• **Directions**: Copy out every entry, keeping each character the same.

Extracted entries START

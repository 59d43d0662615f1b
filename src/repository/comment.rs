use anyhow::Context;
use sqlx::PgPool;

use crate::{
    domain::{Comment, NewComment},
    repository::{CommentStore, StoreError},
};

#[derive(Debug, Clone)]
pub struct PgCommentStore {
    pool: PgPool,
}

impl PgCommentStore {
    pub fn new(pool: PgPool) -> Self {
        Self { pool }
    }
}

impl CommentStore for PgCommentStore {
    #[tracing::instrument(
        name = "Inserting comment",
        skip(self, comment),
        fields(groomer_id=%comment.groomer_id, user_id=%comment.user_id)
    )]
    async fn create(&self, comment: NewComment) -> Result<Comment, StoreError> {
        let record = sqlx::query_as::<_, Comment>(
            r#"
            INSERT INTO comments (groomer_id, user_id, title, message, rating)
            VALUES ($1, $2, $3, $4, $5)
            RETURNING id, groomer_id, user_id, title, message, rating
            "#,
        )
        .bind(comment.groomer_id)
        .bind(comment.user_id)
        .bind(&comment.title)
        .bind(&comment.message)
        .bind(comment.rating.value())
        .fetch_one(&self.pool)
        .await
        .context("Failed to insert comment")?;

        Ok(record)
    }

    #[tracing::instrument(name = "Loading comment for groomer", skip(self))]
    async fn find_by_groomer_id(&self, groomer_id: i32) -> Result<Option<Comment>, StoreError> {
        let record = sqlx::query_as::<_, Comment>(
            r#"
            SELECT id, groomer_id, user_id, title, message, rating
            FROM comments
            WHERE groomer_id = $1
            LIMIT 1
            "#,
        )
        .bind(groomer_id)
        .fetch_optional(&self.pool)
        .await
        .context("Failed to load comment for groomer")?;

        Ok(record)
    }
}
use std::sync::{Mutex, MutexGuard};

use anyhow::anyhow;

use crate::{
    domain::{Comment, NewComment},
    repository::{CommentStore, StoreError},
};

/// A `CommentStore` held in process memory. Ids start at 1.
#[derive(Debug, Default)]
pub struct InMemoryCommentStore {
    comments: Mutex<Vec<Comment>>,
}

impl InMemoryCommentStore {
    pub fn new() -> Self {
        Self::default()
    }

    pub fn len(&self) -> Result<usize, StoreError> {
        Ok(self.lock()?.len())
    }

    pub fn is_empty(&self) -> Result<bool, StoreError> {
        Ok(self.len()? == 0)
    }

    fn lock(&self) -> Result<MutexGuard<'_, Vec<Comment>>, StoreError> {
        self.comments
            .lock()
            .map_err(|_| StoreError::from(anyhow!("In-memory comment store lock was poisoned")))
    }
}

impl CommentStore for InMemoryCommentStore {
    async fn create(&self, comment: NewComment) -> Result<Comment, StoreError> {
        let mut comments = self.lock()?;
        let id = comments.last().map_or(1, |last| last.id + 1);

        let record = Comment {
            id,
            groomer_id: comment.groomer_id,
            user_id: comment.user_id,
            title: comment.title,
            message: comment.message,
            rating: comment.rating.into(),
        };
        comments.push(record.clone());

        Ok(record)
    }

    async fn find_by_groomer_id(&self, groomer_id: i32) -> Result<Option<Comment>, StoreError> {
        let comments = self.lock()?;

        Ok(comments.iter().find(|c| c.groomer_id == groomer_id).cloned())
    }
}
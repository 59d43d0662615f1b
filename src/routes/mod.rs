mod comments;
mod health_check;

pub mod helpers;

pub use comments::*;
pub use health_check::*;
pub use helpers::*;
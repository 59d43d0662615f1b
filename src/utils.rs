/// Writes an error followed by every cause in its `source()` chain.
pub fn error_chain_fmt(
    e: &dyn std::error::Error,
    f: &mut std::fmt::Formatter<'_>,
) -> std::fmt::Result {
    writeln!(f, "{e}")?;

    let mut current = e.source();
    while let Some(cause) = current {
        // `{:#?}` asks for the Debug form of each cause
        if f.alternate() {
            writeln!(f, "Caused by:\n\t{cause:?}")?;
        } else {
            writeln!(f, "Caused by:\n\t{cause}")?;
        }
        current = cause.source();
    }
    Ok(())
}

Extracted entries END

• **Answer**:
repository 59d43d0662615f1b
filename src/repository/comment.rs
use anyhow::Context;
use sqlx::PgPool;

use crate::{
    domain::{Comment, NewComment},
    repository::{CommentStore, StoreError},
};

#[derive(Debug, Clone)]
pub struct PgCommentStore {
    pool: PgPool,
}

impl PgCommentStore {
    pub fn new(pool: PgPool) -> Self {
        Self { pool }
    }
}

impl CommentStore for PgCommentStore {
    #[tracing::instrument(
        name = "Inserting comment",
        skip(self, comment),
        fields(groomer_id=%comment.groomer_id, user_id=%comment.user_id)
    )]
    async fn create(&self, comment: NewComment) -> Result<Comment, StoreError> {
        let record = sqlx::query_as::<_, Comment>(
            r#"
            INSERT INTO comments (groomer_id, user_id, title, message, rating)
            VALUES ($1, $2, $3, $4, $5)
            RETURNING id, groomer_id, user_id, title, message, rating
            "#,
        )
        .bind(comment.groomer_id)
        .bind(comment.user_id)
        .bind(&comment.title)
        .bind(&comment.message)
        .bind(comment.rating.value())
        .fetch_one(&self.pool)
        .await
        .context("Failed to insert comment")?;

        Ok(record)
    }

    #[tracing::instrument(name = "Loading comment for groomer", skip(self))]
    async fn find_by_groomer_id(&self, groomer_id: i32) -> Result<Option<Comment>, StoreError> {
        let record = sqlx::query_as::<_, Comment>(
            r#"
            SELECT id, groomer_id, user_id, title, message, rating
            FROM comments
            WHERE groomer_id = $1
            LIMIT 1
            "#,
        )
        .bind(groomer_id)
        .fetch_optional(&self.pool)
        .await
        .context("Failed to load comment for groomer")?;

        Ok(record)
    }
}
use std::sync::{Mutex, MutexGuard};

use anyhow::anyhow;

use crate::{
    domain::{Comment, NewComment},
    repository::{CommentStore, StoreError},
};

/// A `CommentStore` held in process memory. Ids start at 1.
#[derive(Debug, Default)]
pub struct InMemoryCommentStore {
    comments: Mutex<Vec<Comment>>,
}

impl InMemoryCommentStore {
    pub fn new() -> Self {
        Self::default()
    }

    pub fn len(&self) -> Result<usize, StoreError> {
        Ok(self.lock()?.len())
    }

    pub fn is_empty(&self) -> Result<bool, StoreError> {
        Ok(self.len()? == 0)
    }

    fn lock(&self) -> Result<MutexGuard<'_, Vec<Comment>>, StoreError> {
        self.comments
            .lock()
            .map_err(|_| StoreError::from(anyhow!("In-memory comment store lock was poisoned")))
    }
}

impl CommentStore for InMemoryCommentStore {
    async fn create(&self, comment: NewComment) -> Result<Comment, StoreError> {
        let mut comments = self.lock()?;
        let id = comments.last().map_or(1, |last| last.id + 1);

        let record = Comment {
            id,
            groomer_id: comment.groomer_id,
            user_id: comment.user_id,
            title: comment.title,
            message: comment.message,
            rating: comment.rating.into(),
        };
        comments.push(record.clone());

        Ok(record)
    }

    async fn find_by_groomer_id(&self, groomer_id: i32) -> Result<Option<Comment>, StoreError> {
        let comments = self.lock()?;

        Ok(comments.iter().find(|c| c.groomer_id == groomer_id).cloned())
    }
}
repository 59d43d0662615f1b
filename src/routes/mod.rs
mod comments;
mod health_check;

pub mod helpers;

pub use comments::*;
pub use health_check::*;
pub use helpers::*;
repository 59d43d0662615f1b
filename src/utils.rs
/// Writes an error followed by every cause in its `source()` chain.
pub fn error_chain_fmt(
    e: &dyn std::error::Error,
    f: &mut std::fmt::Formatter<'_>,
) -> std::fmt::Result {
    writeln!(f, "{e}")?;

    let mut current = e.source();
    while let Some(cause) = current {
        // `{:#?}` asks for the Debug form of each cause
        if f.alternate() {
            writeln!(f, "Caused by:\n\t{cause:?}")?;
        } else {
            writeln!(f, "Caused by:\n\t{cause}")?;
        }
        current = cause.source();
    }
    Ok(())
}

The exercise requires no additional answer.